Davalı vekili cevabında, müvekkilinin merkezleri yurt dışında bulunan K… ve V…. şirketlerinin Türkiye mümessili olduğunu, söz konusu ofis malzemelerini imal eden V.... International firmasının 1930 yıllarında İsviçre'de kurulu olup, V….sözcüğünün 1950'lerden beri marka olarak da uluslararası düzeyde tescilli olduğunu, aynı zamanda 1956 yılından beri İsviçre Fikri Mülkiyet Kurumu'na, 1974 yılından beri de OMPİ nezdinde marka olarak tescilli olup, adı geçen şirket tarafından bir dünya markası haline getirildiğini, bu itibarla tescilli olmasa da uluslararası sözleşmeler gereği Türkiye'de de korunacağını, dava markasından yararlanmanın söz konusu olmadığını savunarak davanın reddini istemiştir.

Mahkemece, iddia ve savunmaya, toplanan delillere, bilirkişi raporuna nazaran, davacı tarafından 1968 yılında marka olarak tescil ettirilen V..... sözcüğünün 17.9.1997 tarihinde tanınmış marka olarak da kabul edildiği, Türkiye'de tescili olmayan davalı tarafın ithal ettiği ofis malzemelerine ait V….markasının muhtelif Avrupa ülkelerinde tescilli ise de, bu tescillerden iki adedinin davacı tescilinden önce, 12 adedinin ise 1974 ve sonraki yıllara ait olduğu, bu itibarla davacı tescilinde kötü niyet bulunmadığından davalının Paris Sözleşmesi'nin birinci mükerrer 6/f 3 anlamında savunmasına itibar edilemeyeceği; dava tarihi itibariyle olayda Madrid Protokolü hükümlerinin de uygulanamayacağı, tanınmış marka statüsündeki davacı markasının sınıf ayrımı gözetilmeksizin koruma altında olduğu, davalının V…. markalı ofis malzemeleri pazarlamasının ve reklam vasıtalarında kullanmasının haksız rekabet olduğu gerekçesi ile davanın kabulüne karar verilmiştir.

Kararı, davalı vekili temyiz etmiştir.

Yukarıdaki açıklamalardan anlaşılabileceği gibi taraflar arasındaki uyuşmazlık, Türkiye'de tescilli olan bir markanın, yine yurt dışında tescilli olan ve fakat Türkiye'de tescilli olmayan bir markayı taşıyan ürünlerin bu marka adı altında Türkiye'ye ithal edilerek pazarlanması halinde korunmasının mümkün olup, olamayacağı noktasında odaklanmaktadır.

556 sayılı Markaların Korunması Hakkındaki KHK.nin 3 ve 6. maddelerinde ilke olarak marka korunmasının ülkeselliği benimsenmiştir.

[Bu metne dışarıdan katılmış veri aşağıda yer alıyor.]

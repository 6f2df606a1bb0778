//! Password scorer - combines the scoring sections into a feedback record.

use secrecy::{ExposeSecret, SecretString};
use serde::Serialize;

use crate::blacklist::Blacklist;
use crate::sections::{
    complexity_section, length_section, uniqueness_section, SECTION_MAX,
};

/// Maximum achievable [`Feedback::total_score`]. Downstream percentage
/// normalization divides by this value; it must track the section weighting.
pub const MAX_TOTAL_SCORE: u8 = 3 * SECTION_MAX;

/// User-facing strength label, ordered weakest to strongest.
#[derive(Debug, Clone, Copy, PartialEq, Eq, PartialOrd, Ord, Serialize)]
pub enum Strength {
    Weak,
    Fair,
    Good,
    Strong,
}

impl Strength {
    /// Step function over the total score. Higher totals never map to a
    /// weaker label.
    fn from_total(total: u8) -> Self {
        match total {
            0..=3 => Strength::Weak,
            4..=6 => Strength::Fair,
            7..=9 => Strength::Good,
            _ => Strength::Strong,
        }
    }
}

/// Structured result of evaluating one password.
///
/// `recommendations` is ordered most impactful fix first; callers that add
/// their own messages should build a new list rather than mutate this one.
#[derive(Debug, Clone, PartialEq, Eq)]
pub struct Feedback {
    pub length_score: u8,
    pub complexity_score: u8,
    pub uniqueness_score: u8,
    pub total_score: u8,
    pub strength: Strength,
    pub recommendations: Vec<String>,
}

/// Stateless scoring engine. Construct once at startup and share freely;
/// evaluation is deterministic and touches no external state.
#[derive(Debug, Clone, Default)]
pub struct Scorer {
    blacklist: Option<Blacklist>,
}

impl Scorer {
    /// A scorer with no blacklist: scoring depends on the password alone.
    pub fn new() -> Self {
        Self { blacklist: None }
    }

    /// A scorer that additionally flags passwords found in `blacklist`.
    pub fn with_blacklist(blacklist: Blacklist) -> Self {
        Self {
            blacklist: Some(blacklist),
        }
    }

    /// Evaluates password strength and returns a detailed feedback record.
    ///
    /// Total over all inputs, including the empty string. Sub-scores are
    /// each `0..=4`; `total_score` is their sum, `0..=MAX_TOTAL_SCORE`.
    ///
    /// A blacklisted password keeps its numeric scores but has its label
    /// forced to [`Strength::Weak`] with an extra recommendation.
    pub fn evaluate(&self, password: &SecretString) -> Feedback {
        let length = length_section(password);
        let complexity = complexity_section(password);
        let uniqueness = uniqueness_section(password);

        let total_score = length.score + complexity.score + uniqueness.score;
        let mut strength = Strength::from_total(total_score);

        let mut recommendations = Vec::new();
        recommendations.extend(length.recommendations);
        recommendations.extend(complexity.recommendations);
        recommendations.extend(uniqueness.recommendations);

        if let Some(blacklist) = &self.blacklist {
            if blacklist.contains(password.expose_secret()) {
                strength = Strength::Weak;
                recommendations.push("Avoid commonly used passwords.".to_string());
            }
        }

        Feedback {
            length_score: length.score,
            complexity_score: complexity.score,
            uniqueness_score: uniqueness.score,
            total_score,
            strength,
            recommendations,
        }
    }
}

Bu ilkeye göre, bir marka tescilli ülkenin sınırları içerisinde kendi sahibine markasının izinsiz kullanılmasına yine kendi ülkesinde engel olma hakkı tanınmıştır. İzinsiz kullanılan markanın yurt dışında bir başka ülkede tescilli olması hali de bu sonucu değiştirmez. Nitekim, anılan KHK'nin 9/2-c maddesinde bu ilkenin vurgulanması amacı ile markalı malın ithalinin dahi marka korumasına tecavüz teşkil edeceği ve bunun aynı kararnamenin 61/a maddesi hükmünce önlenmesinin mümkün olduğu hükme bağlanmıştır (Bkz. Prof. Dr. Ü. Tekinalp, Fikri Mülkiyet Hukuku, 1999 İst. Sh. 8, Prof. Dr. Sabiha Arkan, Marka Hukuku, C. I. Ankara 1997 sh. 124 vd.).

Bu ilkelerin ışığı altında dava konusu olaya dönülecek olunursa, davacının markası Türkiye'de normal tescilin dışında ayrıca "Tanınmış Marka" statülü olarak da tescilli bulunmaktadır. Davalının Türkiye'ye ithalat yolu ile sokarak "pazarladığı ürünlerde marka olarak Kullanılan "V……." ibaresi ise, yurt dışında tescilli olup, Türkiye'de tescilli bulunmamaktadır. Bu durum karşısında davacının Türkiye'de tanınmış marka olarak tescilli markasının, mal ve hizmet sınırlamasına tabi olmaksızın, Türkiye'de tescili bulunmayan markaya karşı korunması gerekir ve korumanın kapsamına bu işareti taşıyan malların ithalini önleme hakkı da dahildir.

O halde, yukarıdaki açıklanan karşısında mahkemece davanın kabulüne dair verilen sonuç isabetli görülmekle davalı vekilinin yerinde görülmeyen temyiz itirazlarının reddi ile kararın onanması gerekmiştir.

Sonuç: Yukarıda açıklanan nedenlerle davalı vekilinin temyiz itirazlarının reddi ile usul ve yasaya uygun bulunan hükmün (ONANMASINA), 2.080.000 lira temyiz ilam harcından peşin harcın mahsubu ile temyiz edenden alınmasına, 100.000.000 lira duruşma vekillik ücretinin davalıdan alınıp davacıya verilmesine, 26.10.2000 tarihinde oybirliği ile karar verildi.